Is it best to have the front wheel release lever in front of the fork, tailing the fork, or aligned with the fork? How about the rear; ahead, behind, or alingned with the chainstays, seatstays, or between the two?
Quick release angle on the front skewer shall be an upward angle which tightens just aft of the fork and the rear quick release shall tighten at an angle that bisects angle between the seat and chain stays. It is acceptable, however, to have the rear quick release tighten upward, just aft of the seat stay, when the construction of the frame or its dropouts will not allow the preferred positioning. For Time Trial bikes only, quick releases may be in the horizontal position facing towards the rear of the bike. This is for maximum aero effect.
For disc brake bikes specifically, you want to have them positioned in the way that makes them easiest to open without touching the discs. For the front this is easily achieved by putting the lever on the right (in whatever orientation you fancy), but you can also have it slightly in front of the fork on the rotor side (behind also works if it's not interfering w/ the caliper). In the rear, I find that just slightly below the chainstay works best for me, making it easy to brace against the chainstay for both opening and closing.
Mechanically it makes no difference, since the quick-release work any way you position the lever.
The only reason to adjust the levers position is for the ease of use. The best way is to position the front lever slightly behind the fork (not aligned along the fork, otherwise you cant press the lever down completely and its hard to open because you cant get between lever and fork with your fingers).
Same for the rear: between the two makes the lever accessible most easy. You can press with the thumb on the chainstay/seatstay and open the lever easy.
Personally, I think it depends a little on the design of the quick release lever. I put my front one pointing upwards aligned with the fork. However, some quick release designs will actually contact the fork before they are fully closed. In this case I would place it slightly behind the fork. For the back quick release, I position it between the seat and chain stays. Again if you have something in the way, you'll have to adjust parallel with the seatstay or even behind it a bit if something is in the way.
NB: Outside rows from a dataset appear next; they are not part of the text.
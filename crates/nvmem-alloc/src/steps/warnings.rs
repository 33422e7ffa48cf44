use std::collections::{BTreeMap, BTreeSet};

use crate::error::AllocationError;
use crate::layout::{LayoutWarning, MemoryAllocationLayout};
use crate::request::MemoryAllocationRequest;
use crate::steps::LayoutStep;
use crate::types::{Dimm, InterleaveSelector, ModeCapabilities, PersistentMode};

/// Warns when a by-one or explicit extent has no recommended platform format.
pub struct SettingsNotRecommended {
    mode: PersistentMode,
    capabilities: ModeCapabilities,
}

impl SettingsNotRecommended {
    pub fn new(mode: PersistentMode, capabilities: ModeCapabilities) -> Self {
        Self { mode, capabilities }
    }
}

impl LayoutStep for SettingsNotRecommended {
    fn name(&self) -> &'static str {
        match self.mode {
            PersistentMode::AppDirect => "app_direct_settings_not_recommended",
            PersistentMode::PmDirect => "persistent_settings_not_recommended",
        }
    }

    fn execute(
        &self,
        request: &MemoryAllocationRequest,
        layout: &mut MemoryAllocationLayout,
    ) -> Result<(), AllocationError> {
        let not_recommended = request
            .app_direct_extents
            .iter()
            .filter(|extent| extent.interleave != InterleaveSelector::Default)
            .any(|extent| !self.capabilities.recommends(&extent.interleave));
        if not_recommended {
            layout.push_warning(self.mode.settings_not_recommended());
        }
        Ok(())
    }
}

/// Warns when a socket's modules cannot interleave evenly: mixed capacities,
/// or a channel whose partner on the other controller is missing.
pub struct CheckAsymmetricalPopulation;

impl CheckAsymmetricalPopulation {
    fn socket_is_asymmetric(dimms: &[&Dimm]) -> bool {
        let capacities: BTreeSet<u64> = dimms.iter().map(|dimm| dimm.capacity_bytes).collect();
        if capacities.len() > 1 {
            return true;
        }
        let mut channel_groups: BTreeMap<u32, usize> = BTreeMap::new();
        for dimm in dimms {
            *channel_groups.entry(dimm.channel_group()).or_default() += 1;
        }
        channel_groups.values().any(|count| *count == 1)
    }
}

impl LayoutStep for CheckAsymmetricalPopulation {
    fn name(&self) -> &'static str {
        "check_asymmetrical_population"
    }

    fn execute(
        &self,
        request: &MemoryAllocationRequest,
        layout: &mut MemoryAllocationLayout,
    ) -> Result<(), AllocationError> {
        if request.memory_mode_capacity_gib() == 0 && !request.requests_app_direct() {
            return Ok(());
        }

        let mut sockets: BTreeMap<u16, Vec<&Dimm>> = BTreeMap::new();
        for dimm in request.dimms() {
            sockets.entry(dimm.socket_id).or_default().push(dimm);
        }
        if sockets.values().any(|dimms| Self::socket_is_asymmetric(dimms)) {
            layout.push_warning(LayoutWarning::NonOptimalPopulation);
        }
        Ok(())
    }
}
use std::sync::Arc;

use nvmem_alloc::units::GIB;
use nvmem_alloc::{
    Dimm, InMemoryLibrary, InterleaveFormat, InterleaveSize, InterleaveWays, MemoryAllocator,
    ModeCapabilities, PersistentMode, PlatformCapabilities,
};

/// Memory mode plus app direct with recommended 4KB formats for every way count.
pub fn platform() -> PlatformCapabilities {
    let mut formats = Vec::new();
    for ways in [
        InterleaveWays::One,
        InterleaveWays::Two,
        InterleaveWays::Three,
        InterleaveWays::Four,
        InterleaveWays::Six,
    ] {
        formats.push(
            InterleaveFormat::new(ways, InterleaveSize::Size4KB, InterleaveSize::Size4KB).recommended(),
        );
        formats.push(InterleaveFormat::new(ways, InterleaveSize::Size64B, InterleaveSize::Size64B));
    }
    PlatformCapabilities {
        memory_mode: ModeCapabilities::supported(Vec::new()),
        app_direct: ModeCapabilities::supported(formats),
        pm_direct: ModeCapabilities::unsupported(),
    }
}

/// A fully populated socket: six modules, one per slot.
pub fn socket(socket_id: u16, gib: u64) -> Vec<Dimm> {
    (0..6u32)
        .map(|slot| {
            Dimm::new(
                format!("s{socket_id}-d{slot}"),
                socket_id,
                (slot % 2) as u16,
                slot / 2,
                gib * GIB,
            )
        })
        .collect()
}

pub fn library_with(dimms: &[Dimm]) -> InMemoryLibrary {
    dimms
        .iter()
        .fold(InMemoryLibrary::new(platform()), |library, dimm| library.with_dimm(dimm))
}

pub fn allocator(library: InMemoryLibrary) -> MemoryAllocator {
    MemoryAllocator::new(Arc::new(library), PersistentMode::AppDirect).expect("allocator")
}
I've seen some people position them both facing backwards. The idea is that they are less likely to catch on something and open as you are riding. However, I think this makes them more likely to be opened by some other factor when not riding because there is nothing guarding them. This would be fine if you checked them before each ride, as we probably should, but most people probably aren't consistently checking their quick releases every time they ride. If they are in a position that they are least likely to be opened accidentally in most situations, then that is probably the safest.